ELH Group LLC et al vs IGF Partners LLC et al

Case No: 17CV04771
Hearing Date: Fri Jan 05, 2018 9:30

Nature of Proceedings: Motion: to Furnish a Bond

TENTATIVE RULING:     Defendants’ motion to compel plaintiffs to furnish a bond is denied.

 

BACKGROUND:

This is a derivative lawsuit challenging the actions and decisions of the management of a limited liability company. According to the allegations, on October 13, 2014, IGF Investment Fund, LP (“IGF Fund”), a limited partnership, was formed for the purpose of investing in single and multi-tenant commercial properties in the United States. IGF Fund’s investments are managed by its general partner, defendant IGF Partners Realty, LLC (“IGF Realty”). IGF Realty’s managing members are defendants Christian Heyer (“Heyer”), Thomas Caesar (“Caesar”), Eugene McKnight (“McKnight”), Damien Kriteman (“Kriteman”), and IGF Partners, LLC (“IGF Partners”). Plaintiffs ELH Group, LLC (“ELH”), Andrew Wirth (“Wirth”), and Act Property Acquisition Partners IV, LLC (“Act IV”) are also members of IGF Realty and investors in the company. Through this derivative action, plaintiffs seek to recover damages against defendants for breaches of fiduciary duty and self-dealing.

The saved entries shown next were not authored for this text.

//! Order side value object.

use serde::{Deserialize, Serialize};
use std::fmt;

/// Direction of an order.
#[derive(Debug, Clone, Copy, PartialEq, Eq, Hash, Serialize, Deserialize)]
#[serde(rename_all = "SCREAMING_SNAKE_CASE")]
pub enum OrderSide {
    /// Buy (opens a long position).
    Buy,
    /// Sell (closes a long position).
    Sell,
}

impl OrderSide {
    /// Broker wire name (`BUY` / `SELL`).
    #[must_use]
    pub const fn as_str(&self) -> &'static str {
        match self {
            Self::Buy => "BUY",
            Self::Sell => "SELL",
        }
    }
}

impl fmt::Display for OrderSide {
    fn fmt(&self, f: &mut fmt::Formatter<'_>) -> fmt::Result {
        f.write_str(self.as_str())
    }
}
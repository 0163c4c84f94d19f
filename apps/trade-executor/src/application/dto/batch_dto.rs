//! Batch DTOs.

use std::collections::BTreeMap;

use chrono::{DateTime, Utc};
use rust_decimal::Decimal;
use serde::{Deserialize, Serialize};

use crate::application::ports::BatchStatus;
use crate::domain::position_sizing::{
    PortfolioMetrics, ProposalAdjustment, ScalingOutcome, SizedPlan,
};
use crate::domain::shared::{BrokerOrderId, ContingentOrderId, CorrelationId, Symbol};
use crate::domain::trade_lifecycle::{ExecutionEvent, ExecutionRecord, FailureKind, LifecyclePhase};

/// What happened to one proposal during preparation.
#[derive(Debug, Clone, PartialEq, Eq, Serialize, Deserialize)]
#[serde(tag = "kind", rename_all = "SCREAMING_SNAKE_CASE")]
pub enum ProposalNote {
    /// Proposal corrected during normalization.
    Adjusted {
        /// Symbol.
        symbol: Symbol,
        /// Correction applied.
        adjustment: ProposalAdjustment,
    },
    /// Proposal dropped.
    Skipped {
        /// Symbol.
        symbol: Symbol,
        /// Why it was dropped.
        reason: String,
    },
}

/// A sized batch waiting for, or past, confirmation.
#[derive(Debug, Clone, PartialEq, Eq, Serialize, Deserialize)]
pub struct PreparedBatch {
    /// Batch id, also the correlation id of every event.
    pub batch_id: CorrelationId,
    /// Current status.
    pub status: BatchStatus,
    /// Balance reported by the broker at preparation.
    pub available_balance: Decimal,
    /// Risk percent used for sizing.
    pub risk_percent: Decimal,
    /// Sized plans keyed by symbol.
    pub plans: BTreeMap<Symbol, SizedPlan>,
    /// Normalization and sizing notes.
    pub notes: Vec<ProposalNote>,
    /// Exposure scaling result.
    pub scaling: ScalingOutcome,
    /// Aggregate figures.
    pub metrics: PortfolioMetrics,
    /// Set when the user approves the batch.
    #[serde(default)]
    pub confirmed_at: Option<DateTime<Utc>>,
    /// Per-plan results, filled in after execution.
    #[serde(default)]
    pub outcomes: Vec<PlanOutcome>,
    /// Preparation time.
    pub created_at: DateTime<Utc>,
}

/// User edit applied at confirmation.
#[derive(Debug, Clone, PartialEq, Eq, Serialize, Deserialize)]
pub struct QuantityOverride {
    /// Symbol to edit.
    pub symbol: Symbol,
    /// Replacement quantity.
    pub quantity: u64,
}

/// Final result of one plan's lifecycle.
#[derive(Debug, Clone, PartialEq, Eq, Serialize, Deserialize)]
pub struct PlanOutcome {
    /// Symbol.
    pub symbol: Symbol,
    /// Terminal phase.
    pub phase: LifecyclePhase,
    /// Buy order id, when submitted.
    pub buy_order_id: Option<BrokerOrderId>,
    /// Contingent order id, when placed.
    pub contingent_order_id: Option<ContingentOrderId>,
    /// Average fill price.
    pub fill_price: Option<Decimal>,
    /// Terminal error message.
    pub error: Option<String>,
    /// Terminal failure classification.
    pub failure_kind: Option<FailureKind>,
}

impl From<&ExecutionRecord> for PlanOutcome {
    fn from(record: &ExecutionRecord) -> Self {
        Self {
            symbol: record.symbol.clone(),
            phase: record.phase(),
            buy_order_id: record.buy_order_id.clone(),
            contingent_order_id: record.contingent_order_id.clone(),
            fill_price: record.fill_price,
            error: record.error.clone(),
            failure_kind: record.failure_kind,
        }
    }
}

/// Execution status of a batch.
#[derive(Debug, Clone, PartialEq, Eq, Serialize, Deserialize)]
pub struct BatchStatusReport {
    /// Batch id.
    pub batch_id: CorrelationId,
    /// Overall status.
    pub overall_status: BatchStatus,
    /// Plans in the batch.
    pub total_plans: usize,
    /// Lifecycles that reached `COMPLETED`.
    pub completed: usize,
    /// Lifecycles that ended in any other terminal phase.
    pub failed: usize,
    /// Event log in append order.
    pub events: Vec<ExecutionEvent>,
    /// Preparation time.
    pub created_at: DateTime<Utc>,
    /// Report time.
    pub updated_at: DateTime<Utc>,
}

impl BatchStatusReport {
    /// Build a report from a batch and its event log.
    #[must_use]
    pub fn from_events(
        batch: &PreparedBatch,
        events: Vec<ExecutionEvent>,
        now: DateTime<Utc>,
    ) -> Self {
        let terminal = events.iter().filter(|e| e.is_terminal());
        let (completed, failed) = terminal.fold((0, 0), |(ok, bad), e| {
            if e.phase == LifecyclePhase::Completed {
                (ok + 1, bad)
            } else {
                (ok, bad + 1)
            }
        });

        Self {
            batch_id: batch.batch_id.clone(),
            overall_status: batch.status,
            total_plans: batch.plans.len(),
            completed,
            failed,
            events,
            created_at: batch.created_at,
            updated_at: now,
        }
    }
}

Defendants Heyer, Caesar, McKnight, and Kriteman, and nominal defendants IGF Realty and IGF Partners, now move for an order requiring plaintiffs to furnish a bond pursuant to Corporations Code Section 17709.02 on the ground that there is no reasonable possibility that the lawsuit will provide any benefit to IGF Realty or any of its members. Plaintiffs oppose the motion.           

ANALYSIS:

Evidentiary Objections

Defendants objected to portions of the Declaration of William Levy submitted in opposition to defendants’ motion. As to each of defendants’ objections, the court rules:

1. Paragraph 28: Defendants object to the statement on hearsay grounds. Overruled. Mr. Levy is a principal of ELH, one of the founding members of IGF Realty. (Motion, p. 9:24-25.) Mr. Levy was also involved in the decision to form IGF Fund and IGF Partners. (Motion, pp. 10:7-8, 10:17.) Mr. Levy is competent to testify whether he was aware of any notices or disclosures to members or investors advising them that IGF Realty had collected an additional acquisition fee with the purchases of properties in California and Oklahoma in July 2017 and that the additional income was used to pay management salaries.

2. Paragraph 30. Moot. The objected to portion of paragraph 30 was not considered by the court.

3. Paragraph 38. Moot. The objected to statement was not considered by the court.

4. Paragraph 40. Same as 3, above.

5. Paragraph 42. Defendants object to the statement on hearsay grounds. Overruled. Mr. Levy, as advisor to IGF Realty, is competent to testify whether Mr. Heyer borrowed $100,000 from the company, whether the funds were ever repaid, and whether defendants Heyer, Caesar, and McKnight extended the terms of the note without notice to the remaining members.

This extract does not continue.